■ **Problem to work on**: From the records below, copy the lines that include "ApiClient".

[Items from a dataset]

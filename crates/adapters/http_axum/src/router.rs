//! Axum router assembly.

use axum::Router;
use axum::routing::get;
use tower_http::trace::TraceLayer;

use badger_app::ports::{ApiClient, DatabaseRunner};

use crate::state::AppState;

/// Build the top-level axum [`Router`].
///
/// Serves the JSON API under `/api` next to a `/health` probe, with a
/// [`TraceLayer`] logging each request/response through `tracing`.
pub fn build<D, A>(state: AppState<D, A>) -> Router
where
    D: DatabaseRunner + Send + Sync + 'static,
    A: ApiClient + Send + Sync + 'static,
{
    Router::new()
        .route("/health", get(health_check))
        .nest("/api", crate::api::routes())
        .layer(TraceLayer::new_for_http())
        .with_state(state)
}

async fn health_check() -> &'static str {
    "OK"
}

#[cfg(test)]
mod tests {
    use std::collections::BTreeMap;
    use std::sync::Mutex;

    use axum::body::Body;
    use axum::http::{Request, StatusCode};
    use badger_app::engine::EventActionEngine;
    use badger_app::executor::Executor;
    use badger_domain::action::{ActionConfig, DbRequest};
    use badger_domain::error::BadgerError;
    use badger_domain::rule::EventAction;
    use serde_json::{Value, json};
    use tower::ServiceExt;

    use super::*;

    #[derive(Default)]
    struct StubDatabase {
        requests: Mutex<Vec<DbRequest>>,
    }

    impl DatabaseRunner for StubDatabase {
        async fn run_action(&self, request: DbRequest) -> Result<(), BadgerError> {
            self.requests.lock().unwrap().push(request);
            Ok(())
        }
    }

    #[derive(Default)]
    struct StubApi {
        endpoints: Mutex<Vec<String>>,
    }

    impl ApiClient for StubApi {
        async fn raw_request(
            &self,
            _method: &str,
            endpoint: &str,
            _data: &BTreeMap<String, String>,
        ) -> Result<Vec<u8>, BadgerError> {
            if endpoint.contains("broken") {
                return Err(BadgerError::Api("unexpected status 500: boom".into()));
            }
            self.endpoints.lock().unwrap().push(endpoint.to_string());
            Ok(Vec::new())
        }
    }

    fn test_state() -> AppState<StubDatabase, StubApi> {
        let rules = vec![
            EventAction {
                name: "mark-synced".to_string(),
                event: "pull.complete".to_string(),
                source: None,
                run: vec![ActionConfig::from_shorthand("api:/accounts/$EVENT_PAYLOAD[id]/").unwrap()],
            },
            EventAction {
                name: "alert".to_string(),
                event: "pull.complete".to_string(),
                source: Some("routes".to_string()),
                run: vec![ActionConfig::from_shorthand("api:/broken/").unwrap()],
            },
        ];
        AppState::new(EventActionEngine::new(
            rules,
            Executor::new(StubDatabase::default(), StubApi::default()),
        ))
    }

    fn post(uri: &str, body: &Value) -> Request<Body> {
        Request::builder()
            .method("POST")
            .uri(uri)
            .header("content-type", "application/json")
            .body(Body::from(body.to_string()))
            .unwrap()
    }

    fn get(uri: &str) -> Request<Body> {
        Request::builder().uri(uri).body(Body::empty()).unwrap()
    }

    async fn json_body(response: axum::response::Response) -> Value {
        let bytes = axum::body::to_bytes(response.into_body(), usize::MAX)
            .await
            .unwrap();
        serde_json::from_slice(&bytes).unwrap()
    }

    #[tokio::test]
    async fn should_return_ok_when_health_check_called() {
        let response = build(test_state()).oneshot(get("/health")).await.unwrap();
        assert_eq!(response.status(), StatusCode::OK);
    }

    #[tokio::test]
    async fn should_dispatch_event_and_report_rules() {
        let state = test_state();
        let response = build(state.clone())
            .oneshot(post(
                "/api/events",
                &json!({"type": "pull.complete", "source": "accounts", "payload": {"id": 12}}),
            ))
            .await
            .unwrap();

        assert_eq!(response.status(), StatusCode::OK);
        let body = json_body(response).await;
        assert_eq!(body["type"], "pull.complete");
        assert_eq!(body["success"], true);
        assert_eq!(body["rules"][0]["name"], "mark-synced");
        assert_eq!(body["rules"][0]["completed"], 1);
        assert!(body["rules"][0].get("error").is_none());

        let endpoints = state.engine.executor().api().endpoints.lock().unwrap().clone();
        assert_eq!(endpoints, ["/accounts/12/"]);
    }

    #[tokio::test]
    async fn should_report_step_failures_in_body() {
        let response = build(test_state())
            .oneshot(post(
                "/api/events",
                &json!({"type": "pull.complete", "source": "routes", "payload": {"id": 1}}),
            ))
            .await
            .unwrap();

        assert_eq!(response.status(), StatusCode::OK);
        let body = json_body(response).await;
        assert_eq!(body["success"], false);
        let failed = &body["rules"][1];
        assert_eq!(failed["name"], "alert");
        assert_eq!(failed["error"]["step"], 0);
        assert_eq!(failed["error"]["type"], "api");
        assert_eq!(failed["error"]["message"], "unexpected status 500: boom");
    }

    #[tokio::test]
    async fn should_reject_event_without_type() {
        let response = build(test_state())
            .oneshot(post("/api/events", &json!({"type": "  "})))
            .await
            .unwrap();
        assert_eq!(response.status(), StatusCode::BAD_REQUEST);
    }

    #[tokio::test]
    async fn should_run_single_action_with_event() {
        let state = test_state();
        let response = build(state.clone())
            .oneshot(post(
                "/api/actions/run",
                &json!({
                    "type": "db",
                    "args": {"command": "refresh", "args": ["$EVENT_SOURCE"]},
                    "event": {"type": "manual", "source": "cli"}
                }),
            ))
            .await
            .unwrap();

        assert_eq!(response.status(), StatusCode::NO_CONTENT);
        let requests = state.engine.executor().db().requests.lock().unwrap().clone();
        assert_eq!(requests[0].params(), [json!("cli")]);
    }

    #[tokio::test]
    async fn should_return_unprocessable_for_invalid_action() {
        let response = build(test_state())
            .oneshot(post("/api/actions/run", &json!({"type": "api", "args": {}})))
            .await
            .unwrap();

        assert_eq!(response.status(), StatusCode::UNPROCESSABLE_ENTITY);
        let body = json_body(response).await;
        assert_eq!(body["error"], "api action requires an 'endpoint'");
    }

    #[tokio::test]
    async fn should_validate_action_with_null_args() {
        let response = build(test_state())
            .oneshot(post("/api/actions/run", &json!({"type": "exec", "args": null})))
            .await
            .unwrap();

        assert_eq!(response.status(), StatusCode::UNPROCESSABLE_ENTITY);
        let body = json_body(response).await;
        assert_eq!(body["error"], "exec action requires a 'command'");
    }

    #[tokio::test]
    async fn should_trigger_shorthand_action() {
        let state = test_state();
        let response = build(state.clone())
            .oneshot(post("/api/actions/trigger", &json!({"action": "db:refresh"})))
            .await
            .unwrap();

        assert_eq!(response.status(), StatusCode::NO_CONTENT);
        let requests = state.engine.executor().db().requests.lock().unwrap().clone();
        assert_eq!(requests[0].str_arg("command"), Some("refresh"));
    }

    #[tokio::test]
    async fn should_reject_malformed_shorthand() {
        let response = build(test_state())
            .oneshot(post("/api/actions/trigger", &json!({"action": "refresh"})))
            .await
            .unwrap();
        assert_eq!(response.status(), StatusCode::BAD_REQUEST);
    }

    #[tokio::test]
    async fn should_map_remote_failures_to_bad_gateway() {
        let response = build(test_state())
            .oneshot(post("/api/actions/trigger", &json!({"action": "api:/broken/"})))
            .await
            .unwrap();
        assert_eq!(response.status(), StatusCode::BAD_GATEWAY);
    }

    #[tokio::test]
    async fn should_list_configured_rules() {
        let response = build(test_state()).oneshot(get("/api/rules")).await.unwrap();

        assert_eq!(response.status(), StatusCode::OK);
        let body = json_body(response).await;
        assert_eq!(body[0]["name"], "mark-synced");
        assert_eq!(body[1]["source"], "routes");
        assert_eq!(body[1]["run"][0]["type"], "api");
    }

    #[tokio::test]
    async fn should_list_tokens_for_sample_payload() {
        let response = build(test_state())
            .oneshot(get("/api/tokens?sample=%7B%22id%22%3A1%7D"))
            .await
            .unwrap();

        assert_eq!(response.status(), StatusCode::OK);
        let body = json_body(response).await;
        let tokens: Vec<_> = body
            .as_array()
            .unwrap()
            .iter()
            .map(|option| option["token"].as_str().unwrap().to_string())
            .collect();
        assert!(tokens.contains(&"$EVENT_TYPE".to_string()));
        assert!(tokens.contains(&"$EVENT_PAYLOAD[id]".to_string()));
    }

    #[tokio::test]
    async fn should_reject_invalid_sample_payload() {
        let response = build(test_state())
            .oneshot(get("/api/tokens?sample=%7Bnope"))
            .await
            .unwrap();
        assert_eq!(response.status(), StatusCode::BAD_REQUEST);
    }
}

■ **Answer section**:
use badger_app::ports::{ApiClient, DatabaseRunner};
    A: ApiClient + Send + Sync + 'static,
    impl ApiClient for StubApi {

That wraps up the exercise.